Stochastic Gradient Descent is an optimization algorithm that can be used to train neural network models.
The Stochastic Gradient Descent algorithm requires gradients to be calculated for each variable in the model so that new values for the variables can be calculated.
Back-propagation is an automatic differentiation algorithm that can be used to calculate the gradients for the parameters in neural networks.
Together, the back-propagation algorithm and Stochastic Gradient Descent algorithm can be used to train a neural network. We might call this “Stochastic Gradient Descent with Back-propagation.”
- Stochastic Gradient Descent With Back-propagation: A more complete description of the general algorithm used to train a neural network, referencing the optimization algorithm and gradient calculation algorithm.
It is common for practitioners to say they train their model using back-propagation. Technically, this is incorrect. Even as a short-hand, this would be incorrect. Back-propagation is not an optimization algorithm and cannot be used to train a model.
The term back-propagation is often misunderstood as meaning the whole learning algorithm for multi-layer neural networks.

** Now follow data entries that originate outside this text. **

//! Relay submission endpoint.
//!
//! The body is a permit record, optionally with the receiver the submitter
//! wants the relay to pay. Failures are answered with a [`RelayResponse`]
//! whose HTTP status reflects the error kind.

use axum::http::StatusCode;
use relay_core::RelayExecutor;
use relay_types::{Identity, PermitRecord, RelayErrorKind, RelayResponse};
use serde::{Deserialize, Serialize};
use std::time::Duration;

#[derive(Debug, Clone, Serialize, Deserialize)]
#[serde(rename_all = "camelCase")]
pub struct RelayRequest {
	#[serde(flatten)]
	pub record: PermitRecord,
	/// Receiver requested by the submitter, checked against the binding mode.
	#[serde(default, skip_serializing_if = "Option::is_none")]
	pub requested_receiver: Option<String>,
}

pub fn status_for(kind: RelayErrorKind) -> StatusCode {
	match kind {
		RelayErrorKind::EncodingError => StatusCode::BAD_REQUEST,
		RelayErrorKind::ExpiredPermit => StatusCode::GONE,
		RelayErrorKind::NonceAlreadyConsumed => StatusCode::CONFLICT,
		RelayErrorKind::SignatureRejected
		| RelayErrorKind::InsufficientFunds
		| RelayErrorKind::OracleRejected => StatusCode::UNPROCESSABLE_ENTITY,
		RelayErrorKind::TransientSubmissionFailure => StatusCode::SERVICE_UNAVAILABLE,
	}
}

fn encoding_failure(message: String) -> (StatusCode, RelayResponse) {
	(
		StatusCode::BAD_REQUEST,
		RelayResponse::failed(None, RelayErrorKind::EncodingError, message),
	)
}

/// Parses a relay request body and relays the permit within `timeout`.
pub async fn process_relay_request(
	body: &[u8],
	executor: &RelayExecutor,
	timeout: Duration,
) -> (StatusCode, RelayResponse) {
	let request: RelayRequest = match serde_json::from_slice(body) {
		Ok(request) => request,
		Err(e) => return encoding_failure(format!("invalid relay request: {}", e)),
	};
	let permit = match request.record.to_signed() {
		Ok(permit) => permit,
		Err(e) => return encoding_failure(e.to_string()),
	};
	let receiver = match request
		.requested_receiver
		.as_deref()
		.map(|r| Identity::parse_as(permit.family(), "requestedReceiver", r))
		.transpose()
	{
		Ok(receiver) => receiver,
		Err(e) => return encoding_failure(e.to_string()),
	};

	let id = permit.id();
	tracing::info!(permit_id = %id, owner = %permit.parameters.owner, "Received relay request");

	match tokio::time::timeout(timeout, executor.relay(&permit, receiver)).await {
		Ok(Ok(receipt)) => (StatusCode::OK, RelayResponse::settled(&receipt)),
		Ok(Err(e)) => (
			status_for(e.kind()),
			RelayResponse::failed(Some(id), e.kind(), e.to_string()),
		),
		Err(_) => (
			StatusCode::SERVICE_UNAVAILABLE,
			RelayResponse::failed(
				Some(id),
				RelayErrorKind::TransientSubmissionFailure,
				format!("relay did not finish within {}s", timeout.as_secs()),
			),
		),
	}
}

#[cfg(test)]
mod tests {
	use super::*;

	#[test]
	fn test_error_status_mapping() {
		assert_eq!(status_for(RelayErrorKind::EncodingError), StatusCode::BAD_REQUEST);
		assert_eq!(status_for(RelayErrorKind::ExpiredPermit), StatusCode::GONE);
		assert_eq!(status_for(RelayErrorKind::NonceAlreadyConsumed), StatusCode::CONFLICT);
		assert_eq!(
			status_for(RelayErrorKind::InsufficientFunds),
			StatusCode::UNPROCESSABLE_ENTITY
		);
		assert_eq!(
			status_for(RelayErrorKind::TransientSubmissionFailure),
			StatusCode::SERVICE_UNAVAILABLE
		);
	}

	#[test]
	fn test_request_flattens_record() {
		let body = serde_json::json!({
			"owner": "0xf39Fd6e51aad88F6F4ce6aB8827279cffFb92266",
			"verifier": "0x5FbDB2315678afecb367f032d93F642f64180aa3",
			"asset": "0xe7f1725E7734CE288F8367e1Bb143E90bb3F0512",
			"amount": "10",
			"fee": "1",
			"deadline": 1900000000,
			"nonce": "0",
			"signature": "0x00",
			"requestedReceiver": "0x70997970C51812dc3A010C7d01b50e0d17dc79C8"
		});
		let request: RelayRequest = serde_json::from_value(body).unwrap();
		assert_eq!(request.record.amount, "10");
		assert_eq!(request.record.deadline, 1_900_000_000);
		assert!(request.requested_receiver.is_some());
	}
}
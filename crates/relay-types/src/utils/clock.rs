//! Wall-clock abstraction for deadline checks.

use std::sync::atomic::{AtomicI64, Ordering};

/// Source of the current time in seconds since the epoch.
pub trait Clock: Send + Sync {
	fn now(&self) -> i64;
}

/// The system clock.
#[derive(Debug, Clone, Copy, Default)]
pub struct SystemClock;

impl Clock for SystemClock {
	fn now(&self) -> i64 {
		i64::try_from(super::current_timestamp()).unwrap_or(i64::MAX)
	}
}

/// A clock that only moves when told to. Used for local simulation and tests.
#[derive(Debug, Default)]
pub struct ManualClock(AtomicI64);

impl ManualClock {
	pub fn new(now: i64) -> Self {
		Self(AtomicI64::new(now))
	}

	pub fn set(&self, now: i64) {
		self.0.store(now, Ordering::SeqCst);
	}

	pub fn advance(&self, seconds: i64) {
		self.0.fetch_add(seconds, Ordering::SeqCst);
	}
}

impl Clock for ManualClock {
	fn now(&self) -> i64 {
		self.0.load(Ordering::SeqCst)
	}
}
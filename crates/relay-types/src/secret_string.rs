//! Redacting wrapper for key material and API keys.
//!
//! `SecretString` zeroes its buffer on drop and never prints its contents in
//! `Debug`, `Display` or serialized output.

use serde::{Deserialize, Deserializer, Serialize, Serializer};
use std::fmt;
use zeroize::Zeroizing;

const REDACTED: &str = "***REDACTED***";

#[derive(Clone)]
pub struct SecretString(Zeroizing<String>);

impl SecretString {
	pub fn new(s: String) -> Self {
		Self(Zeroizing::new(s))
	}

	pub fn from(s: &str) -> Self {
		Self::new(s.to_string())
	}

	/// Exposes the secret. Callers must not log or persist the result.
	pub fn expose_secret(&self) -> &str {
		&self.0
	}

	/// Runs `f` with the secret, keeping the exposure scoped to the closure.
	pub fn with_exposed<F, R>(&self, f: F) -> R
	where
		F: FnOnce(&str) -> R,
	{
		f(&self.0)
	}

	/// Whether the secret is empty, as an unset `${VAR:-}` leaves it.
	pub fn is_empty(&self) -> bool {
		self.0.is_empty()
	}
}

impl fmt::Debug for SecretString {
	fn fmt(&self, f: &mut fmt::Formatter<'_>) -> fmt::Result {
		write!(f, "SecretString({})", REDACTED)
	}
}

impl fmt::Display for SecretString {
	fn fmt(&self, f: &mut fmt::Formatter<'_>) -> fmt::Result {
		f.write_str(REDACTED)
	}
}

impl From<String> for SecretString {
	fn from(s: String) -> Self {
		Self::new(s)
	}
}

impl From<&str> for SecretString {
	fn from(s: &str) -> Self {
		Self::from(s)
	}
}

impl PartialEq for SecretString {
	fn eq(&self, other: &Self) -> bool {
		self.0.as_str() == other.0.as_str()
	}
}

impl Eq for SecretString {}

// Serialized output is always redacted.
impl Serialize for SecretString {
	fn serialize<S>(&self, serializer: S) -> Result<S::Ok, S::Error>
	where
		S: Serializer,
	{
		serializer.serialize_str(REDACTED)
	}
}

impl<'de> Deserialize<'de> for SecretString {
	fn deserialize<D>(deserializer: D) -> Result<Self, D::Error>
	where
		D: Deserializer<'de>,
	{
		String::deserialize(deserializer).map(SecretString::new)
	}
}
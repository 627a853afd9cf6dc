//! Key management and permit signing.
//!
//! A permit signer holds the owner's key material and turns permit parameters
//! into a [`SignedPermit`]. Signing is pure: the caller fetches the nonce
//! beforehand and no network access happens here. The same module loads the
//! relayer's own keys for the oracle clients.

use relay_message::{MessageError, PermitDomain};
use relay_types::{
	ChainFamily, EncodingError, Identity, PermitParameters, SecretString, SignedPermit,
};
use thiserror::Error;

pub mod implementations {
	pub mod ed25519;
	pub mod eip712;
}

pub use implementations::ed25519::{load_ed25519_key, Ed25519PermitSigner};
pub use implementations::eip712::{load_evm_key, Eip712PermitSigner};

/// Errors that can occur while loading keys or signing permits.
#[derive(Debug, Error)]
pub enum SignerError {
	/// The permit owner is not the identity of the signing key.
	#[error("Permit owner {owner} does not match signing key {signer}")]
	OwnerMismatch { owner: String, signer: String },
	#[error("Invalid key: {0}")]
	InvalidKey(String),
	#[error("Signing failed: {0}")]
	SigningFailed(String),
	#[error(transparent)]
	Encoding(#[from] EncodingError),
}

impl From<MessageError> for SignerError {
	fn from(err: MessageError) -> Self {
		match err {
			MessageError::Encoding(e) => SignerError::Encoding(e),
			MessageError::Verification(e) => SignerError::SigningFailed(e),
		}
	}
}

/// Produces detached signatures over canonical permit messages.
pub trait PermitSigner: Send + Sync {
	fn family(&self) -> ChainFamily;

	/// Public identity of the key.
	fn identity(&self) -> Identity;

	/// Signs `parameters` and packages the result.
	///
	/// Refuses with [`SignerError::OwnerMismatch`] when `parameters.owner` is
	/// not this signer's identity.
	fn sign(&self, parameters: PermitParameters) -> Result<SignedPermit, SignerError>;
}

/// Fails unless `owner` is the signer's identity.
pub(crate) fn ensure_owner(owner: &Identity, signer: &Identity) -> Result<(), SignerError> {
	if owner != signer {
		return Err(SignerError::OwnerMismatch {
			owner: owner.to_string(),
			signer: signer.to_string(),
		});
	}
	Ok(())
}

/// Builds the signer for `family` from secret key material.
///
/// EVM signers need the token's EIP-712 domain; it is ignored for SVM.
pub fn signer_for(
	family: ChainFamily,
	key: &SecretString,
	domain: Option<PermitDomain>,
) -> Result<Box<dyn PermitSigner>, SignerError> {
	match family {
		ChainFamily::Evm => {
			let domain = domain.ok_or_else(|| {
				SignerError::InvalidKey("EIP-712 signing requires a token domain".to_string())
			})?;
			Ok(Box::new(Eip712PermitSigner::from_secret(key, domain)?))
		},
		ChainFamily::Svm => Ok(Box::new(Ed25519PermitSigner::from_secret(key)?)),
	}
}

Actually, back-propagation refers only to the method for computing the gradient, while another algorithm, such as stochastic gradient descent, is used to perform learning using this gradient.
— Page 204, Deep Learning, 2016.
It would be fair to say that a neural network is trained or learns using Stochastic Gradient Descent as a shorthand, as it is assumed that the back-propagation algorithm is used to calculate gradients as part of the optimization procedure.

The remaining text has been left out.